コンフェデ杯 レビュー

フランスの優勝で終わったこの大会も結果的には有意義であったようだ。欧州の各リーグが終って間もないこの時期に行われる大会はいろいろ物議を醸し出しているが、使いようによっては利用価値が高そうだ。
 
カメルーンのフォエ選手が試合中に倒れ、そのまま冥界入りしたことは非常に残念でならないし、今後このようなことが起こってはならないだろう。ただ、フォエ選手の事故がコンフェデに原因があるのかは分からないので、安易にこの大会の意義を失ってはならないだろう。
 
どのような点が有意義であったのだろうか。一つはワールドカップの翌年に行われたという点である。ワールドカップの1年後はある意味重要な年であろう。というのも、ワールドカップで一段落つき、チームの体制が変化することや、次のワールドカップ予選が開始するまで2,3年であり、各大陸選手権の前年であることが多い。すなわち、この大会で次のワールドカップまでになにをすべきか、という課題を見出すことができる。この大会は大陸王者が出場するわけであるから、自国の位置を測るのにもってこいだ。たとえ、この大会で良い成績があげられなくても、まだ1,2年ある。いかようにもできる時間はある。
 
第一の点と連動するが、若手を試す機会である。事実、フランス、トルコは先のワールドカップのメンバーから大幅に選手を入れ替えた。選手が所属するリーグが終了していない、あるいは終了間もないということもあろうが、次の大会を視野に入れた選手起用が行われた。フランスは短期決戦ということ、若手に経験を積ませるという意味からターンオーバー制をひいた。チームの骨格はレギュラークラスの選手を配し、チームのバランスを崩さず、若手の経験値をあげることに成功した。トルコも同様の展開をみせた。間近に控えるユーロ2004へ向け、タイトルをかけた大会で若手の経験値を上げたことは大きい。なによりも選手層が厚くなる。また、レギュラー陣にも競争を与えることでさらなる飛躍が期待できる。コロンビアやブラジルもしかり。今年の後半から始まるワールドカップ南米予選に向けて経験を積むことができる大会だった。
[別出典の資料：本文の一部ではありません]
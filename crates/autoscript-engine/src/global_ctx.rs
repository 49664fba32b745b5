//! Global contexts: loading, reloading and unloading script units
//!
//! A global context is everything one script unit contributes: its
//! module-level globals, its services and its trigger bindings. Installing a
//! unit swaps all of that in for the previous generation of the same name
//! while other contexts stay untouched.

use autoscript_core::{Context, ServiceCall};
use autoscript_service_registry::{FieldDescription, ServiceDescription, ServiceError, ServiceResult};
use parking_lot::Mutex;
use serde_json::{json, Value};
use std::collections::{BTreeMap, HashMap};
use std::sync::{Arc, Weak};
use tracing::{debug, error, info, instrument, warn};

use crate::config::{EngineConfig, RELOAD_SERVICE};
use crate::decorator;
use crate::describe::describe;
use crate::error::{CompileError, EngineError, EngineResult};
use crate::function::{Bindings, CompiledUnit, ScriptLoader};
use crate::globals::Globals;
use crate::host::ScriptHost;
use crate::spec::{FunctionSpec, SharedFunctionSpec};
use crate::task_manager::{StartOutcome, TaskManager, TaskOutcome};
use crate::trigger_engine::TriggerEngine;

/// Result of asking for one context to be reloaded
#[derive(Debug, Clone, Copy, PartialEq, Eq)]
pub enum ReloadOutcome {
    Reloaded { generation: u64 },
    /// The loader no longer has the unit, so the context was unloaded
    Unloaded,
    /// No such context is loaded; nothing changed
    NotFound,
}

struct LoadedContext {
    generation: u64,
    specs: Vec<SharedFunctionSpec>,
    /// Service names this generation registered
    services: Vec<String>,
}

#[derive(Default)]
struct Contexts {
    loaded: BTreeMap<String, LoadedContext>,
    /// Last generation handed out per name, kept across unloads
    generations: HashMap<String, u64>,
    /// Which context currently owns each service name
    service_owners: HashMap<String, String>,
}

pub struct GlobalContextManager {
    host: ScriptHost,
    config: EngineConfig,
    triggers: Arc<TriggerEngine>,
    tasks: Arc<TaskManager>,
    contexts: Mutex<Contexts>,
}

impl GlobalContextManager {
    pub fn new(
        host: ScriptHost,
        config: EngineConfig,
        triggers: Arc<TriggerEngine>,
        tasks: Arc<TaskManager>,
    ) -> Self {
        Self {
            host,
            config,
            triggers,
            tasks,
            contexts: Mutex::new(Contexts::default()),
        }
    }

    /// Install `unit` as a new generation, loading or replacing it
    ///
    /// Once the host has started, the unit's startup triggers fire here and
    /// need a tokio runtime; outside one they are logged and skipped.
    pub fn load_context(&self, unit: CompiledUnit) -> u64 {
        let mut contexts = self.contexts.lock();
        self.install(&mut contexts, unit)
    }

    /// Replace an already loaded context; unknown names change nothing
    pub fn reload_context(&self, unit: CompiledUnit) -> ReloadOutcome {
        let mut contexts = self.contexts.lock();
        if !contexts.loaded.contains_key(&unit.name) {
            self.log_not_found(&unit.name);
            return ReloadOutcome::NotFound;
        }
        let generation = self.install(&mut contexts, unit);
        ReloadOutcome::Reloaded { generation }
    }

    /// Remove a context's triggers and services and release its task slots
    #[instrument(skip(self))]
    pub fn unload_context(&self, name: &str) -> bool {
        let mut contexts = self.contexts.lock();
        let Some(loaded) = contexts.loaded.remove(name) else {
            return false;
        };
        self.triggers.unregister_context(name);
        for service in &loaded.services {
            self.unregister_owned(&mut contexts, name, service);
        }
        self.tasks.release_context(name);
        info!(context = name, generation = loaded.generation, "Unloaded global context");
        true
    }

    pub fn contains(&self, name: &str) -> bool {
        self.contexts.lock().loaded.contains_key(name)
    }

    pub fn names(&self) -> Vec<String> {
        self.contexts.lock().loaded.keys().cloned().collect()
    }

    /// Generation currently installed for `name`
    pub fn generation(&self, name: &str) -> Option<u64> {
        self.contexts.lock().loaded.get(name).map(|c| c.generation)
    }

    /// Service description of one function in a loaded context
    pub fn describe(&self, context: &str, function: &str) -> Option<ServiceDescription> {
        let contexts = self.contexts.lock();
        contexts
            .loaded
            .get(context)?
            .specs
            .iter()
            .find(|spec| spec.name() == function)
            .map(|spec| describe(&spec.function, &self.config.domain))
    }

    /// Compile `name` through `loader` and install it
    pub fn load_from(&self, loader: &dyn ScriptLoader, name: &str) -> EngineResult<u64> {
        match loader.load(name) {
            None => Err(EngineError::UnitNotFound(name.to_string())),
            Some(Err(err)) => {
                error!("{}", err);
                Err(err.into())
            }
            Some(Ok(unit)) => Ok(self.load_context(unit)),
        }
    }

    /// Recompile one loaded context through `loader`
    ///
    /// A compile error is returned and logged; the running generation stays.
    pub fn reload_from(&self, loader: &dyn ScriptLoader, name: &str) -> Result<ReloadOutcome, CompileError> {
        if !self.contains(name) {
            self.log_not_found(name);
            return Ok(ReloadOutcome::NotFound);
        }
        match loader.load(name) {
            None => {
                warn!(context = name, "Unit no longer available; unloading");
                self.unload_context(name);
                Ok(ReloadOutcome::Unloaded)
            }
            Some(Err(err)) => {
                error!("{}", err);
                Err(err)
            }
            Some(Ok(unit)) => Ok(self.reload_context(unit)),
        }
    }

    /// Bring the loaded set in line with everything `loader` lists
    ///
    /// Returns how many units were installed.
    pub fn reload_all(&self, loader: &dyn ScriptLoader) -> usize {
        let available = loader.unit_names();
        for name in self.names() {
            if !available.contains(&name) {
                self.unload_context(&name);
            }
        }

        let mut installed = 0;
        for name in &available {
            match loader.load(name) {
                None => warn!(context = %name, "Listed unit could not be found"),
                Some(Err(err)) => error!("{}", err),
                Some(Ok(unit)) => {
                    self.load_context(unit);
                    installed += 1;
                }
            }
        }
        info!(installed, listed = available.len(), "Reloaded all global contexts");
        installed
    }

    /// Register the builtin `{domain}.reload` service
    ///
    /// Takes an optional `global_ctx` naming the single context to reload.
    pub fn register_reload_service(self: &Arc<Self>, loader: Arc<dyn ScriptLoader>) {
        let description = ServiceDescription::new(&self.config.domain, RELOAD_SERVICE)
            .with_description("Reload script units")
            .with_field(
                "global_ctx",
                FieldDescription {
                    description: "only reload this global context".to_string(),
                    example: Some("file.example".to_string()),
                },
            );
        let manager: Weak<Self> = Arc::downgrade(self);

        self.host
            .services
            .register_with_description(description, move |call: ServiceCall| {
                let manager = manager.clone();
                let loader = loader.clone();
                async move {
                    let Some(manager) = manager.upgrade() else {
                        return Err(ServiceError::CallFailed("engine is shut down".to_string()));
                    };
                    match call.get::<String>("global_ctx") {
                        Some(name) => {
                            manager
                                .reload_from(loader.as_ref(), &name)
                                .map_err(|err| ServiceError::CallFailed(err.to_string()))?;
                        }
                        None => {
                            manager.reload_all(loader.as_ref());
                        }
                    }
                    Ok(None)
                }
            });
    }

    fn log_not_found(&self, name: &str) {
        error!(
            "{}.{}: no global context '{}' to reload",
            self.config.domain, RELOAD_SERVICE, name
        );
    }

    #[instrument(skip_all, fields(context = %unit.name))]
    fn install(&self, contexts: &mut Contexts, unit: CompiledUnit) -> u64 {
        let name = unit.name;
        let generation = {
            let counter = contexts.generations.entry(name.clone()).or_insert(0);
            *counter += 1;
            *counter
        };
        let globals = Globals::new(generation, unit.globals);

        let specs: Vec<SharedFunctionSpec> = unit
            .functions
            .into_iter()
            .map(|function| {
                let decorators = decorator::process(&function, &name, &self.config);
                Arc::new(FunctionSpec {
                    context: name.clone(),
                    generation,
                    function,
                    service: decorators.service,
                    triggers: decorators.triggers,
                    active: decorators.active,
                    unique: decorators.unique,
                    globals: globals.clone(),
                })
            })
            .collect();

        // new services first, so a name kept across generations is never missing
        let mut services = Vec::new();
        for spec in specs.iter().filter(|spec| spec.service.is_some()) {
            let service = spec.name().to_string();
            if let Some(owner) = contexts.service_owners.get(&service) {
                if owner != &name {
                    warn!(
                        "{}.{} from {} replaces the one from {}",
                        self.config.domain, service, name, owner
                    );
                }
            }
            self.register_service(spec.clone());
            contexts.service_owners.insert(service.clone(), name.clone());
            services.push(service);
        }
        let stale: Vec<String> = contexts
            .loaded
            .get(&name)
            .map(|old| {
                old.services
                    .iter()
                    .filter(|s| !services.contains(s))
                    .cloned()
                    .collect()
            })
            .unwrap_or_default();
        for service in &stale {
            self.unregister_owned(contexts, &name, service);
        }

        let bindings = self.triggers.register_context(&name, generation, &specs);
        info!(
            generation,
            functions = specs.iter().filter(|s| s.is_registrable()).count(),
            services = services.len(),
            bindings,
            "Loaded global context"
        );
        contexts.loaded.insert(
            name,
            LoadedContext {
                generation,
                specs,
                services,
            },
        );
        generation
    }

    fn unregister_owned(&self, contexts: &mut Contexts, context: &str, service: &str) {
        if contexts.service_owners.get(service).map(String::as_str) == Some(context) {
            contexts.service_owners.remove(service);
            self.host.services.unregister(&self.config.domain, service);
        }
    }

    fn register_service(&self, spec: SharedFunctionSpec) {
        let description = describe(&spec.function, &self.config.domain);
        let tasks = self.tasks.clone();
        self.host
            .services
            .register_with_description(description, move |call: ServiceCall| {
                run_service(tasks.clone(), spec.clone(), call)
            });
    }
}

/// Run a `@service` function and complete when its task does
async fn run_service(tasks: Arc<TaskManager>, spec: SharedFunctionSpec, call: ServiceCall) -> ServiceResult {
    let mut bindings: Bindings = call.kwargs().into_iter().collect();
    bindings.insert("trigger_type".to_string(), json!("service"));
    bindings.insert(
        "context".to_string(),
        serde_json::to_value(&call.context).unwrap_or(Value::Null),
    );

    let cause: &Context = &call.context;
    match tasks.start(&spec, bindings, cause) {
        StartOutcome::Started(ticket) => match ticket.wait().await {
            TaskOutcome::Completed => Ok(None),
            TaskOutcome::Failed(err) => Err(ServiceError::CallFailed(err.to_string())),
            TaskOutcome::Cancelled => Err(ServiceError::CallFailed(format!(
                "{} was cancelled",
                spec.qualified()
            ))),
        },
        StartOutcome::Discarded => {
            debug!(function = %spec.qualified(), "Service call discarded; task already running");
            Ok(None)
        }
    }
}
ブラジルはやや失敗に終わったと思われるが(予選リーグ突破できなかったから)、ヨーロッパで活躍する選手が入れば違うだろう。ただ、若手で結果を残せなかったことは不本意であっただろう。
 
日本は予選リーグを突破することができなかった。列強相手に好勝負したが、いかんせん運がなかった。どの試合においてもボールを支配し、流れを引き寄せることができたが、最後で運に突き放された感も強い。あと一歩の部分で決めることができない。この部分が列強との差であろう。その差をどのように埋めるのか。それは実戦あるのみだろう。厳しい試合をつうじて身につけるものだ。アウェーで強国と戦うことで経験をつむことができる。今回はその経験を積むという目的は、2試合少なかったが、達成されただろう。
 
チームのバランスもよくなってきている。選手交代などの采配でジーコを批判する動きもあるが、これも微妙なところだろう。6月は強化月間であったが、SARSの影響で予定通りスケジュールがこなせなかった。そのため、さまざまな選手を試し、コンビネーションを図ることができなかった。好調のチームはいじらないという作戦が今回は裏目に出たが、さまざまなマイナス要因を抱えていたことからこれは仕方がないところかもしれない。ただ、レギュラーと控えを完全に分けていたことはいささか問題があるように思われる。コロンビア戦が良い例だろう。中田浩も小笠原もなにもできなかった。個々の能力に頼ったチームづくりの弊害が見えたような気がする。約束事を作らないのがジーコの方針であるとするなら、フランス戦とコロンビア戦との内容の格差があっても仕方がないところだろう。だが、監督が意図する戦略が明らかならば、多少の個々の能力差を埋めることができる。コンビネーションという観点からすれば、これは実戦をつむか、合宿をするしかない。それをしないとすれば(ジーコは合宿をしないと述べている)、選手それぞれが候補になる選手のプレーをどれだけ把握できるかにかかっている。だが、選手個々のイメージができても、それをチームとしてのイメージの共有を図るには実戦だけではおぼつかない。チーム全体のイメージの共有化をしなければ、実戦での経験もその場限りの経験でしかなくなるだろう。このイメージの共有化はこの大会を通じてやや図られたように思われる。ジーコとすれば、東アジア選手権でこのレベルにまで達し、コンフェデでは選手間のイメージの格差を少しでもなくして結果を求める、というプランがあったかもしれない。内容よりも結果を問われる日韓戦や前回から間もないアルゼンチン、というテストには向いていない試合があったことも原因かもしれない。ただ、タイムリミットは決まっている。スケジュールの変更は大いなる痛手かもしれないが、それを乗り越えるだけのものがジーコには求められている。あと2年しかない、と考えたほうがよさそうだ。